---- RECORD SET

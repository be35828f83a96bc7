//! TerminalRenderer: flushes a framebuffer to a real terminal.
//!
//! The first frame (and any frame after a resize) is a full redraw; every
//! other frame only rewrites the runs of cells that changed.

use std::io::{self, Write};

use anyhow::Result;

use crossterm::{
    cursor,
    event::{KeyboardEnhancementFlags, PopKeyboardEnhancementFlags, PushKeyboardEnhancementFlags},
    style::{
        Attribute, Color, Print, ResetColor, SetAttribute, SetBackgroundColor, SetForegroundColor,
    },
    terminal, QueueableCommand,
};

use crate::fb::{CellStyle, FrameBuffer, Rgb};

pub struct TerminalRenderer {
    stdout: io::Stdout,
    last: Option<FrameBuffer>,
    buf: Vec<u8>,
    /// Whether the terminal reports press/repeat/release kinds.
    keyboard_enhanced: bool,
}

impl TerminalRenderer {
    pub fn new() -> Self {
        Self {
            stdout: io::stdout(),
            last: None,
            buf: Vec::with_capacity(16 * 1024),
            keyboard_enhanced: false,
        }
    }

    /// Switch to raw mode on the alternate screen.
    ///
    /// Where the terminal supports it, key event kinds are turned on so held
    /// keys arrive as `Repeat` and letting go arrives as `Release`.
    pub fn enter(&mut self) -> Result<()> {
        terminal::enable_raw_mode()?;
        self.buf.clear();
        self.buf.queue(terminal::EnterAlternateScreen)?;
        self.buf.queue(cursor::Hide)?;
        self.buf.queue(terminal::DisableLineWrap)?;

        self.keyboard_enhanced = terminal::supports_keyboard_enhancement().unwrap_or(false);
        if self.keyboard_enhanced {
            self.buf.queue(PushKeyboardEnhancementFlags(
                KeyboardEnhancementFlags::REPORT_EVENT_TYPES,
            ))?;
        }
        self.flush_buf()
    }

    /// Restore the terminal. Safe to call after a failed `enter`.
    pub fn exit(&mut self) -> Result<()> {
        self.buf.clear();
        if std::mem::take(&mut self.keyboard_enhanced) {
            self.buf.queue(PopKeyboardEnhancementFlags)?;
        }
        self.buf.queue(SetAttribute(Attribute::Reset))?;
        self.buf.queue(terminal::EnableLineWrap)?;
        self.buf.queue(cursor::Show)?;
        self.buf.queue(terminal::LeaveAlternateScreen)?;
        self.flush_buf()?;
        terminal::disable_raw_mode()?;
        Ok(())
    }

    pub fn keyboard_enhanced(&self) -> bool {
        self.keyboard_enhanced
    }

    /// Force the next draw to be a full redraw (terminal resize).
    pub fn invalidate(&mut self) {
        self.last = None;
    }

    /// Draw a framebuffer, swapping it into internal state.
    ///
    /// The caller keeps one `FrameBuffer` and passes it in every frame; after
    /// the call it holds the previous frame and can be redrawn into.
    pub fn draw_swap(&mut self, fb: &mut FrameBuffer) -> Result<()> {
        self.buf.clear();
        let mut prev = match self.last.take() {
            Some(prev) if prev.width() == fb.width() && prev.height() == fb.height() => {
                encode_diff_into(&prev, fb, &mut self.buf)?;
                prev
            }
            stale => {
                encode_full_into(fb, &mut self.buf)?;
                let mut prev = stale.unwrap_or_else(|| FrameBuffer::new(0, 0));
                prev.resize(fb.width(), fb.height());
                prev
            }
        };
        self.flush_buf()?;

        std::mem::swap(&mut prev, fb);
        self.last = Some(prev);
        Ok(())
    }

    fn flush_buf(&mut self) -> Result<()> {
        self.stdout.write_all(&self.buf)?;
        self.stdout.flush()?;
        Ok(())
    }
}

impl Default for TerminalRenderer {
    fn default() -> Self {
        Self::new()
    }
}

/// Encode a full-frame redraw into `out`.
pub fn encode_full_into(fb: &FrameBuffer, out: &mut Vec<u8>) -> Result<()> {
    out.queue(terminal::Clear(terminal::ClearType::All))?;
    let mut pen = Pen::default();
    for y in 0..fb.height() {
        pen.write_run(out, fb, 0, y, fb.width())?;
    }
    pen.finish(out)
}

/// Encode only the changed runs of `next` relative to `prev` into `out`.
pub fn encode_diff_into(prev: &FrameBuffer, next: &FrameBuffer, out: &mut Vec<u8>) -> Result<()> {
    let mut pen = Pen::default();
    for_each_changed_run(prev, next, |x, y, len| pen.write_run(out, next, x, y, len))?;
    pen.finish(out)
}

/// Tracks the style last sent so runs only emit SGR codes on a change.
#[derive(Default)]
struct Pen {
    style: Option<CellStyle>,
}

impl Pen {
    fn write_run(
        &mut self,
        out: &mut Vec<u8>,
        fb: &FrameBuffer,
        x: u16,
        y: u16,
        len: u16,
    ) -> Result<()> {
        out.queue(cursor::MoveTo(x, y))?;
        for dx in 0..len {
            let cell = fb.get(x + dx, y).unwrap_or_default();
            if self.style != Some(cell.style) {
                apply_style_into(out, cell.style)?;
                self.style = Some(cell.style);
            }
            out.queue(Print(cell.ch))?;
        }
        Ok(())
    }

    fn finish(self, out: &mut Vec<u8>) -> Result<()> {
        if self.style.is_some() {
            out.queue(SetAttribute(Attribute::Reset))?;
            out.queue(ResetColor)?;
        }
        Ok(())
    }
}

fn apply_style_into(out: &mut Vec<u8>, style: CellStyle) -> Result<()> {
    // SGR reset clears colours too, so it goes first.
    out.queue(SetAttribute(Attribute::Reset))?;
    if style.bold {
        out.queue(SetAttribute(Attribute::Bold))?;
    }
    if style.dim {
        out.queue(SetAttribute(Attribute::Dim))?;
    }
    out.queue(SetForegroundColor(rgb_to_color(style.fg)))?;
    out.queue(SetBackgroundColor(rgb_to_color(style.bg)))?;
    Ok(())
}

fn rgb_to_color(rgb: Rgb) -> Color {
    Color::Rgb {
        r: rgb.r,
        g: rgb.g,
        b: rgb.b,
    }
}

/// Call `f(x, y, len)` for every horizontal run of cells that differ.
///
/// Frames of different size count as entirely changed.
fn for_each_changed_run(
    prev: &FrameBuffer,
    next: &FrameBuffer,
    mut f: impl FnMut(u16, u16, u16) -> Result<()>,
) -> Result<()> {
    let same_size = prev.width() == next.width() && prev.height() == next.height();
    for y in 0..next.height() {
        if !same_size {
            f(0, y, next.width())?;
            continue;
        }
        let mut x = 0;
        while x < next.width() {
            let start = x;
            while x < next.width() && prev.get(x, y) != next.get(x, y) {
                x += 1;
            }
            if x > start {
                f(start, y, x - start)?;
            } else {
                x += 1;
            }
        }
    }
    Ok(())
}

#[cfg(test)]
mod tests {
    use super::*;
    use crate::fb::Cell;

    #[test]
    fn changed_run_iterator_coalesces_adjacent_cells() {
        let style = CellStyle::default();
        let a = FrameBuffer::new(5, 1);
        let mut b = FrameBuffer::new(5, 1);

        for x in 1..=3 {
            b.set(x, 0, Cell { ch: 'X', style });
        }

        let mut runs = Vec::new();
        for_each_changed_run(&a, &b, |x, y, len| {
            runs.push((x, y, len));
            Ok(())
        })
        .unwrap();
        assert_eq!(runs, vec![(1, 0, 3)]);
    }

    #[test]
    fn identical_frames_encode_no_cells() {
        let a = FrameBuffer::new(4, 2);
        let b = a.clone();

        let mut runs = 0;
        for_each_changed_run(&a, &b, |_, _, _| {
            runs += 1;
            Ok(())
        })
        .unwrap();
        assert_eq!(runs, 0);
    }

    #[test]
    fn full_encode_prints_every_cell() {
        let mut fb = FrameBuffer::new(2, 1);
        fb.put_str(0, 0, "ok", CellStyle::default());

        let mut out = Vec::new();
        encode_full_into(&fb, &mut out).unwrap();
        let text = String::from_utf8_lossy(&out);
        assert!(text.contains('o'));
        assert!(text.contains('k'));
    }

    #[test]
    fn style_reset_precedes_colours() {
        let bold_red = CellStyle {
            fg: Rgb::new(255, 0, 0),
            bold: true,
            ..CellStyle::default()
        };
        let mut out = Vec::new();
        apply_style_into(&mut out, bold_red).unwrap();
        let text = String::from_utf8_lossy(&out);

        let reset = text.find("\x1b[0m").expect("reset");
        let colour = text.find("38;2;255;0;0").expect("foreground");
        assert!(reset < colour, "{text:?}");
    }

    #[test]
    fn diff_after_single_change_moves_to_that_cell() {
        let a = FrameBuffer::new(6, 3);
        let mut b = a.clone();
        b.put_char(4, 2, '#', CellStyle::default());

        let mut out = Vec::new();
        encode_diff_into(&a, &b, &mut out).unwrap();
        let text = String::from_utf8_lossy(&out);
        // MoveTo is 1-based on the wire.
        assert!(text.contains("\x1b[3;5H"), "{text:?}");
        assert!(text.contains('#'));
    }
}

--------

#### WHAT THIS TASK INVOLVES:
Lines that hold the word "PushKeyboardEnhancementFlags" are the ones to copy from the entries above.

#### ANSWER BOX:
    event::{KeyboardEnhancementFlags, PopKeyboardEnhancementFlags, PushKeyboardEnhancementFlags},
            self.buf.queue(PushKeyboardEnhancementFlags(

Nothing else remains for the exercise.